The mortality rate of copper sulfate poisoning is high in comparison with other forms of poisoning. Its mortality rate in Bangladesh has been reported as high as 24.9%[12]. There are some reports of early death within hours after copper sulfate poisoning[6,8]. Unlike these reports, our patient had a good outcome, maybe because of rapid initiation of chelators. Early death is usually the consequence of shock and circulatory collapse, while late death is related to hepatic or renal failure.

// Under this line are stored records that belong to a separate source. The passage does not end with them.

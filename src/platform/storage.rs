//! LocalStorage access for per-game best-score scalars.
//!
//! Each game persists exactly one value under its own key. Absent or
//! unparseable entries read as zero; storage failures are silent.

#[cfg(target_arch = "wasm32")]
fn local_storage() -> Option<web_sys::Storage> {
    web_sys::window()
        .and_then(|w| w.local_storage().ok())
        .flatten()
}

/// Load a best score from LocalStorage (WASM only).
#[cfg(target_arch = "wasm32")]
pub fn load_best(key: &str) -> u64 {
    local_storage()
        .and_then(|s| s.get_item(key).ok().flatten())
        .and_then(|v| v.parse().ok())
        .unwrap_or(0)
}

/// Save a best score to LocalStorage (WASM only).
#[cfg(target_arch = "wasm32")]
pub fn save_best(key: &str, score: u64) {
    if let Some(storage) = local_storage() {
        let _ = storage.set_item(key, &score.to_string());
        log::info!("Best score saved ({}: {})", key, score);
    }
}

/// Native stubs
#[cfg(not(target_arch = "wasm32"))]
pub fn load_best(_key: &str) -> u64 {
    0
}

#[cfg(not(target_arch = "wasm32"))]
pub fn save_best(_key: &str, _score: u64) {
    // No-op for native
}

Treatment of copper sulfate poisoning is supportive including blood products, intravascular fluids and vasopressors. Gastric lavage and activated charcoal is not recommended because copper sulfate is a corrosive agent and may cause mucosal damage and perforation. The treatment of choice is chelation with dimercaprol and penicillamin[2,4]. Hemodialysis is inefficient in removing copper from the body[2]. Dialysis is recommended only in cases of acute renal failure. Takeda et al. proposed a combined treatment with chelating agents and blood purification with hemoperfusion and hemodiafiltration[11].

Conclusion

Copper sulfate is a highly toxic agent that when ingested can cause local and systemic damage, including coma, shock, severe hemolysis, hepatotoxicity and acute renal failure, with high mortality. This compound should be kept away from access of children.

Acknowledgment

Authors would like to appreciate Dr. Afshin Behbahani for his efforts in management of the patient in intensive care unit.

References

  1. Blundell S, Curtin J, Fitzgerald D. Blue lips, coma and haemolysis. J Paediatr Child Health. 2003;39(1):67-8.
  2. Oldenquist G, Salem M. Parenteral copper sulfate poisoning causing acute renal failure. Nephrol Dial Transplant. 1999; 14(2): 441-3.
  3. Liu J, Kashimura S, Hara K, Zhang G. Death fallowing cupric sulfate emesis. J Toxicol Clin Toxicol. 2001;39(2):161-3.
  4. Hantson P, Lievens M, Mahieu P. Accidental ingestion of a zinc and copper sulfate preparation. J Toxicol Clin Toxicol. 1996; 34(6):725-30.
  5. Faure A, Mathon L, Poupelin JC, et al. Acute cupric sulfate intoxication: Patho­physiology and therapy about a case report. Ann Fr Anesth Reanim. 2003; 22(6):557-9.
  6. Behera C, Rautji R, Dogra TD. An unusual suicide with parenteral copper sulphate poisoning: a case report. Med Sci Law. 2007;47(4):357-8.
  7. Bhowmik D, Mathur R, Bhargava Y, et al. Chronic interstitial nephritis fallowing parenteral copper sulfate poisoning. Ren Fail. 2001;23 (5):731-5.
  8. Gulliver JM. A fatal copper sulfate poisoning. J Anal Toxicol. 1991;15(6): 341-2.
  9. James LP, Stowe CD, Argao E. Gastric injury fallowing copper sulphate ingestion. Pediatr Emerg Care. 1999; 15(6):429-31.
  10. Agarwal SK, Tiwari SC, Dash SG. Spectrum of poisoning requiring haemodialysis in a tertiary care hospital in India. Int J Artif Organs. 1993;16 (1):20-2.
  11. Takeda T, Yukioka T, Shimazaki S. Cupric sulfate intoxication with rhabdomyolysis, treated with chelating agents and blood purification. Intern Med. 2000; 39(3): 253-5.
  12. Ahasan HA, Chowdhury MA, Azhar MA, Rafiqueddin AK. Copper sulphate poisoning. Trop Doct. 1994;24(2):52-3.
  13. Hocher B, Keller F, Krause PH, et al. Interstitial nephritis with reversible renal failure due to a copper containing intrauterine contraceptive device. Nephron. 1992; 61(1):111-3.